Возможно, он останется в Центре помощником Вэна, ведь параллельно можно и учиться. Или поедет к бабушке – Антонине Петровне, побудет с ней. Вообще-то, ясно, от чего, а вернее от кого, все это зависит. Чувства Коляна и Бесс – главное, что помогает нам вместе тянуть Бесс к себе от края той бездны, куда она заглянула и до сих пор не может прийти в себя. Она отчаянно борется, и победитель в этой борьбе еще не определен.
Поэтому мы и встречаем их с прогулки. Проводим Бесс в палату, где Колька поменяет воду в вазе с розовыми дикими гвоздиками и посидит у окна, пока девочка не уснет. А затем пройдется по «самым трудным», поможет медсестре и няне – помощник Веньке выходит на славу!
А мы с Вэном потихоньку уйдем из корпуса к нашей детской скамейке. Да-да, той самой скамье под старыми густыми елями, где вырезаны наши инициалы. И там, нарушая все запреты, достанем бутылку – и помянем душу раба Божьего Станислава. И наш Вайтмастэнг, наш защитник, присядет рядом с нами и улыбнется, как в детстве: «Не дрейфь, ребята!» Мы молча закурим, а потом совсем смеркнется, и черные жуки станут сшибаться в темноте и падать на стол, тоже изрезанный инициалами, и на пахучие слежавшиеся иглы под ногами – те самые рогачи, на которых охотились мы со Стасом и которых так боялась Златовласка…
Таким представлял я сегодняшний, сороковой, вечер. А все получилось по-другому. До старых скамеек мы добрались благополучно, но вечер воспоминаний скомкал требовательный и назойливый звонок моего мобильного. Рука было потянулась отключить вызов, но шестое чувство победило.
– Да? – неохотно откликнулся я.
– Кир? Кир, где ты? – Голос в трубке какой-то потерянный, пропадающий, настолько чуждый моменту, что я даже не сразу узнал, кто это.
А когда узнал, то в памяти всплыла наша сумбурная встреча с главным редактором, вернее, редакторшей, моей газеты. Я зашел к ней перед похоронами Стаса.
И минуло-то чуть больше месяца, а многое, в том числе и наша встреча, ушло в далекое прошлое. Оттуда, из прошлого, всплыло лицо Мариши, как-то сразу постаревшее в тот день, когда приехала моя дочь. Всплыло и мое тогдашнее ощущение – что не скоро придется снова увидеть это ухоженное, самодостаточное на людях лицо сорокавосьмилетней руководящей женщины. Ах, тогда с этим все было ясно, ведь в деньгах мы пока не нуждались, а Бесси требовалась неусыпная забота!

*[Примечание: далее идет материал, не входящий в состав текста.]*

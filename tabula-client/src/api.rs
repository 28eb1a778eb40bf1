//! HTTP client for the Tabula server.
//!
//! Every request carries the opaque `X-Client-Id` header the server scopes
//! sessions by. At most one chat request is in flight at a time; a second
//! attempt is rejected before any network call.

use std::sync::atomic::{AtomicBool, Ordering};
use std::time::Duration;

use serde::{Deserialize, Serialize};
use tabula_core::models::{Session, Table};
use thiserror::Error;

pub const CLIENT_ID_HEADER: &str = "X-Client-Id";

const REQUEST_TIMEOUT: Duration = Duration::from_secs(90);

#[derive(Debug, Error)]
pub enum ApiError {
    #[error("the previous message has not finished yet, try again later")]
    Busy,
    #[error("server returned {status}: {message}")]
    Status { status: u16, message: String },
    #[error("request failed: {0}")]
    Transport(#[from] reqwest::Error),
}

#[derive(Debug, Default, Serialize)]
#[serde(rename_all = "camelCase")]
pub struct ChatTurn {
    pub chat_input: String,
    #[serde(skip_serializing_if = "Option::is_none")]
    pub session_id: Option<String>,
    #[serde(skip_serializing_if = "Option::is_none")]
    pub message_id: Option<String>,
    #[serde(skip_serializing_if = "Option::is_none")]
    pub message_time: Option<i64>,
}

#[derive(Debug, Clone, Default, Deserialize)]
#[serde(rename_all = "camelCase", default)]
pub struct ChatResponse {
    pub reply: String,
    pub tables: Vec<Table>,
    pub session_id: String,
    pub user_message_id: String,
    pub bot_message_id: String,
    pub session: Option<Session>,
}

#[derive(Debug, Deserialize)]
struct SessionsPayload {
    #[serde(default)]
    sessions: Vec<Session>,
}

#[derive(Debug, Deserialize)]
struct SessionPayload {
    session: Session,
}

#[derive(Debug, Default, Deserialize)]
struct ErrorPayload {
    #[serde(default)]
    error: String,
}

pub struct ApiClient {
    http: reqwest::Client,
    base_url: String,
    client_id: String,
    chat_in_flight: AtomicBool,
}

impl ApiClient {
    pub fn new(base_url: &str) -> Result<Self, ApiError> {
        Self::with_client_id(base_url, &format!("client_{}", uuid::Uuid::new_v4().simple()))
    }

    pub fn with_client_id(base_url: &str, client_id: &str) -> Result<Self, ApiError> {
        let http = reqwest::Client::builder()
            .timeout(REQUEST_TIMEOUT)
            .build()?;
        Ok(Self {
            http,
            base_url: base_url.trim_end_matches('/').to_string(),
            client_id: client_id.to_string(),
            chat_in_flight: AtomicBool::new(false),
        })
    }

    pub fn client_id(&self) -> &str {
        &self.client_id
    }

    fn url(&self, path: &str) -> String {
        format!("{}{}", self.base_url, path)
    }

    async fn check(response: reqwest::Response) -> Result<reqwest::Response, ApiError> {
        let status = response.status();
        if status.is_success() {
            return Ok(response);
        }
        let payload: ErrorPayload = response.json().await.unwrap_or_default();
        let message = if payload.error.is_empty() {
            status.canonical_reason().unwrap_or("request failed").to_string()
        } else {
            payload.error
        };
        tracing::debug!(status = status.as_u16(), %message, "server rejected the request");
        Err(ApiError::Status {
            status: status.as_u16(),
            message,
        })
    }

    pub async fn fetch_sessions(&self) -> Result<Vec<Session>, ApiError> {
        let response = self
            .http
            .get(self.url("/api/sessions"))
            .header(CLIENT_ID_HEADER, &self.client_id)
            .send()
            .await?;
        let payload: SessionsPayload = Self::check(response).await?.json().await?;
        Ok(payload.sessions)
    }

    /// `None` on 404, so absent and foreign sessions look the same.
    pub async fn fetch_session(&self, session_id: &str) -> Result<Option<Session>, ApiError> {
        let response = self
            .http
            .get(self.url(&format!("/api/sessions/{session_id}")))
            .header(CLIENT_ID_HEADER, &self.client_id)
            .send()
            .await?;
        if response.status() == reqwest::StatusCode::NOT_FOUND {
            return Ok(None);
        }
        let payload: SessionPayload = Self::check(response).await?.json().await?;
        Ok(Some(payload.session))
    }

    pub async fn create_session(&self, title: Option<&str>) -> Result<Session, ApiError> {
        let mut body = serde_json::json!({ "clientId": self.client_id });
        if let Some(title) = title.map(str::trim).filter(|t| !t.is_empty()) {
            body["title"] = serde_json::json!(title);
        }
        let response = self
            .http
            .post(self.url("/api/sessions"))
            .header(CLIENT_ID_HEADER, &self.client_id)
            .json(&body)
            .send()
            .await?;
        let payload: SessionPayload = Self::check(response).await?.json().await?;
        Ok(payload.session)
    }

    pub async fn delete_session(&self, session_id: &str) -> Result<(), ApiError> {
        let response = self
            .http
            .delete(self.url(&format!("/api/sessions/{session_id}")))
            .header(CLIENT_ID_HEADER, &self.client_id)
            .send()
            .await?;
        Self::check(response).await?;
        Ok(())
    }

    /// One chat turn. Rejected with [`ApiError::Busy`] while another turn is
    /// still in flight; the slot is released on every exit path.
    pub async fn post_chat(&self, turn: &ChatTurn) -> Result<ChatResponse, ApiError> {
        if self
            .chat_in_flight
            .compare_exchange(false, true, Ordering::AcqRel, Ordering::Acquire)
            .is_err()
        {
            return Err(ApiError::Busy);
        }
        let _slot = InFlightSlot(&self.chat_in_flight);

        let response = self
            .http
            .post(self.url("/api/chat"))
            .header(CLIENT_ID_HEADER, &self.client_id)
            .json(turn)
            .send()
            .await?;
        let payload: ChatResponse = Self::check(response).await?.json().await?;
        Ok(payload)
    }
}

struct InFlightSlot<'a>(&'a AtomicBool);

impl Drop for InFlightSlot<'_> {
    fn drop(&mut self) {
        self.0.store(false, Ordering::Release);
    }
}

#[cfg(test)]
mod tests {
    use super::*;
    use serde_json::json;
    use wiremock::matchers::{header, method, path};
    use wiremock::{Mock, MockServer, ResponseTemplate};

    #[tokio::test]
    async fn every_request_carries_the_client_id_header() {
        let server = MockServer::start().await;
        Mock::given(method("GET"))
            .and(path("/api/sessions"))
            .and(header(CLIENT_ID_HEADER, "client_test"))
            .respond_with(ResponseTemplate::new(200).set_body_json(json!({"sessions": []})))
            .expect(1)
            .mount(&server)
            .await;

        let client = ApiClient::with_client_id(&server.uri(), "client_test").unwrap();
        let sessions = client.fetch_sessions().await.unwrap();
        assert!(sessions.is_empty());
    }

    #[tokio::test]
    async fn fetch_session_maps_not_found_to_none() {
        let server = MockServer::start().await;
        Mock::given(method("GET"))
            .respond_with(
                ResponseTemplate::new(404).set_body_json(json!({"error": "session not found"})),
            )
            .mount(&server)
            .await;

        let client = ApiClient::with_client_id(&server.uri(), "client_test").unwrap();
        assert!(client.fetch_session("sess_x").await.unwrap().is_none());
    }

    #[tokio::test]
    async fn error_body_message_is_surfaced() {
        let server = MockServer::start().await;
        Mock::given(method("POST"))
            .respond_with(
                ResponseTemplate::new(429)
                    .set_body_json(json!({"error": "busy", "sessionId": "sess_x"})),
            )
            .mount(&server)
            .await;

        let client = ApiClient::with_client_id(&server.uri(), "client_test").unwrap();
        let err = client
            .post_chat(&ChatTurn {
                chat_input: "hi".to_string(),
                ..ChatTurn::default()
            })
            .await
            .unwrap_err();
        match err {
            ApiError::Status { status, message } => {
                assert_eq!(status, 429);
                assert_eq!(message, "busy");
            }
            other => panic!("unexpected error: {other:?}"),
        }
    }

    #[tokio::test]
    async fn second_chat_is_rejected_before_the_network() {
        let server = MockServer::start().await;
        Mock::given(method("POST"))
            .and(path("/api/chat"))
            .respond_with(
                ResponseTemplate::new(200)
                    .set_body_json(json!({"reply": "ok", "sessionId": "sess_a"}))
                    .set_delay(Duration::from_millis(200)),
            )
            .mount(&server)
            .await;

        let client = ApiClient::with_client_id(&server.uri(), "client_test").unwrap();
        let turn = ChatTurn {
            chat_input: "hi".to_string(),
            ..ChatTurn::default()
        };

        let first = client.post_chat(&turn);
        let second = async {
            // Let the first call win the slot before attempting.
            tokio::time::sleep(Duration::from_millis(50)).await;
            client.post_chat(&turn).await
        };
        let (first, second) = tokio::join!(first, second);

        assert_eq!(first.unwrap().reply, "ok");
        assert!(matches!(second.unwrap_err(), ApiError::Busy));

        // The slot is free again after completion.
        assert_eq!(client.post_chat(&turn).await.unwrap().reply, "ok");
    }
}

А потом над моим израненным сердцем склонился извечный лекарь – Время… И уже недели через три горечь от неожиданной потери Стаса и Златовласки, даже непрестанная тревога за Бесс не смогли скрыть некую зияющую пустоту, ставшую моей неотвязной спутницей. Пустоту на месте любимого дела. Мне не хватало редакционной суеты, телефонных звонков, событий и вечной погони за свежей информацией из первых рук. Это во мне оказалось неистребимым. Так что голос Мариши Суровой, донёсшийся до меня из прошлого, казавшегося теперь таким далеким, втайне меня порадовал.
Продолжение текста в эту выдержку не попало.